# Movie Budget Data Analysis Project

## In this project we will be answering the following question: 
    How do the directors and producers, cast, production budget, and marketing of a movie impact the success of the movie pre-screening or post-screening?

## We have hypothesized the following: 
    We hypothesize that with better production, societally aware keywords during marketing, and a higher budget, movies will generally be more successful. However, we acknowledge that there are also movies that have a lower budget but more investment into the actors and playing to their genre that can stand as outliers and will need further consideration. 

## Background 
    From past experiences like Avatar big budget movies does not equate to the movie being successful at the box office. Movies can spend money on big names such as The Rock and special effects, but in the long run movies with a better plot have a better chance of making more money in the box office. Indie movies like Get Out that have low budgets and not a list actors have done better than bigger movies released on the same weekend. To confirm such we’ve taken a look at a couple data science projects that have looked into the profitability of movies as in: https://www.kaggle.com/param1/the-money-makers


![alt text](img.jpg "Title")

## **TODO**
1. Load data into pandas 
2. Merge the two datasets on common identifiers
3. Read nested JSON and clean data  
4. Remove noisy/incomplete data
5. Get rudimentary statistics for the dataset
6. Explore basic categories and their direct impact on budgets -> success
    - Visualizations
7. Venture into more latent features
    - Visualizations

In [1]:
%matplotlib inline

import ast
import json
import numpy as np
import pandas as pd
import matplotlib.pyplot as plt

In [122]:
# import csv files
credits = pd.read_csv('data/credits.csv')
keywords = pd.read_csv('data/keywords.csv')
movies_metadata = pd.read_csv('data/movies_metadata.csv')
ratings = pd.read_csv('data/ratings.csv')

tmdb_movies = pd.read_csv('data/tmdb_5000_movies.csv')
credits_1 = pd.read_csv('data/tmdb_5000_credits.csv')

  interactivity=interactivity, compiler=compiler, result=result)

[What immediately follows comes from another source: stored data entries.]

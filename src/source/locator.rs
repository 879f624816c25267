use super::LOG_TARGET;
use crate::Result;
use camino::{Utf8Path, Utf8PathBuf};
use ohno::app_err;

/// Directory name that holds packaged resources, both in the source tree and next to the binary
pub const RESOURCE_DIR: &str = "resources";

/// Finds packaged resource files by name.
///
/// Directories are searched in order and the first regular file with the requested name wins.
/// The default search order is any caller-supplied directories, then `resources/` in the crate
/// root, then `resources/` next to the running executable.
#[derive(Debug, Clone, PartialEq, Eq)]
pub struct ResourceLocator {
    search_dirs: Vec<Utf8PathBuf>,
}

impl ResourceLocator {
    /// A locator searching `extra_dirs` first, followed by the built-in resource directories.
    #[must_use]
    pub fn new(extra_dirs: impl IntoIterator<Item = Utf8PathBuf>) -> Self {
        let mut search_dirs: Vec<Utf8PathBuf> = extra_dirs.into_iter().collect();
        search_dirs.extend(builtin_dirs());
        Self { search_dirs }
    }

    /// A locator searching exactly `dirs`, without the built-in resource directories.
    #[must_use]
    pub fn with_dirs(dirs: impl IntoIterator<Item = Utf8PathBuf>) -> Self {
        Self {
            search_dirs: dirs.into_iter().collect(),
        }
    }

    #[must_use]
    pub fn search_dirs(&self) -> &[Utf8PathBuf] {
        &self.search_dirs
    }

    /// Find the resource called `name`.
    ///
    /// # Errors
    ///
    /// Returns an error naming every searched directory when no match exists.
    pub fn locate(&self, name: &str) -> Result<Utf8PathBuf> {
        for dir in &self.search_dirs {
            let candidate = dir.join(name);
            log::debug!(target: LOG_TARGET, "Looking for '{name}' at {candidate}");

            if candidate.is_file() {
                return Ok(candidate);
            }
        }

        let searched = self.search_dirs.iter().map(|dir| dir.as_str()).collect::<Vec<_>>().join(", ");
        Err(app_err!("could not find browscap resource '{name}' (searched: {searched})"))
    }
}

impl Default for ResourceLocator {
    fn default() -> Self {
        Self::new([])
    }
}

fn builtin_dirs() -> Vec<Utf8PathBuf> {
    let mut dirs = vec![Utf8Path::new(env!("CARGO_MANIFEST_DIR")).join(RESOURCE_DIR)];

    if let Ok(exe) = std::env::current_exe()
        && let Some(exe_dir) = exe.parent()
        && let Ok(dir) = Utf8PathBuf::from_path_buf(exe_dir.join(RESOURCE_DIR))
        && !dirs.contains(&dir)
    {
        dirs.push(dir);
    }

    dirs
}
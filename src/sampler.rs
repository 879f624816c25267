//! Uniform random selection over a pool of User-Agent strings.
//!
//! The random source is always supplied by the caller, so tests can pin it with a seeded
//! generator such as [`rand::rngs::StdRng::seed_from_u64`](rand::SeedableRng::seed_from_u64).

use crate::GenerateError;
use rand::Rng;
use rand::seq::SliceRandom;

/// Pick one entry uniformly at random.
///
/// # Errors
///
/// Returns [`GenerateError::NoDataFound`] if `pool` is empty.
pub fn pick_one<R: Rng + ?Sized>(pool: &[String], rng: &mut R) -> Result<String, GenerateError> {
    pool.choose(rng).cloned().ok_or(GenerateError::NoDataFound)
}

/// Pick one entry uniformly at random among those matching both filters.
///
/// An entry matches when its lowercase text contains the lowercase `browser` (if given) and the
/// lowercase `platform` (if given). With neither filter every entry matches.
///
/// # Errors
///
/// Returns [`GenerateError::NoMatchFound`] if no entry matches, including when `pool` is empty.
pub fn pick_one_filtered<R: Rng + ?Sized>(
    pool: &[String],
    browser: Option<&str>,
    platform: Option<&str>,
    rng: &mut R,
) -> Result<String, GenerateError> {
    let browser_needle = browser.map(str::to_lowercase);
    let platform_needle = platform.map(str::to_lowercase);

    let matches: Vec<&String> = pool
        .iter()
        .filter(|agent| {
            let haystack = agent.to_lowercase();
            browser_needle.as_deref().is_none_or(|needle| haystack.contains(needle))
                && platform_needle.as_deref().is_none_or(|needle| haystack.contains(needle))
        })
        .collect();

    log::trace!("{} of {} user agents match the filters", matches.len(), pool.len());

    matches
        .choose(rng)
        .map(|agent| (*agent).clone())
        .ok_or_else(|| GenerateError::NoMatchFound {
            browser: browser.map(str::to_owned),
            platform: platform.map(str::to_owned),
        })
}

/// Draw `min(count, pool.len())` entries independently, with replacement.
///
/// An empty pool yields an empty vector rather than an error.
pub fn pick_many<R: Rng + ?Sized>(pool: &[String], count: usize, rng: &mut R) -> Vec<String> {
    if pool.is_empty() {
        return Vec::new();
    }

    (0..count.min(pool.len()))
        .map(|_| pool[rng.gen_range(0..pool.len())].clone())
        .collect()
}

The two datasets we are using data from contain nested JSON data and need to be flattened. 

In [123]:
COLS = ["id", "cast", "crew", "keywords", "genres", "production_companies", "production_countries", "belongs_to_collection"]

# Drop rows with nan values
credits = credits.dropna(subset=['id', 'cast', 'crew'])
keywords = keywords.dropna(subset=['id', 'keywords'])
movies_metadata = movies_metadata.dropna(subset=['id', 'genres', 'production_companies', 'production_countries'])

In [124]:
# Flatten dataframes 
def json2dict(jstr):
    if type(jstr) != str: 
        return
    if jstr == np.nan:
        return np.nan
    return ast.literal_eval(jstr)

def checkBudget(budget):
    if str(budget).isdigit():
        return float(budget)
    else:
        return np.nan
    
def checkId(id):
    if str(id).isdigit():
        return int(id)
    else:
        return np.nan

def checkKeywords(keywords):
    if keywords:
        return keywords
    else:
        return np.nan
    
credits.cast = credits.cast.apply(json2dict)
credits.crew = credits.crew.apply(json2dict)
credits.id = credits.id.apply(checkId)

keywords.keywords = keywords.keywords.apply(json2dict)
keywords.keywords = keywords.keywords.apply(checkKeywords)
keywords.id = keywords.id.apply(checkId)
keywords.dropna(inplace=True)

movies_metadata.id = movies_metadata.id.apply(checkId)
movies_metadata.budget = movies_metadata.budget.apply(checkBudget)
movies_metadata.dropna(subset=['id'], inplace=True)
movies_metadata.id = movies_metadata.id.astype(int)
movies_metadata.genres = movies_metadata.genres.apply(json2dict)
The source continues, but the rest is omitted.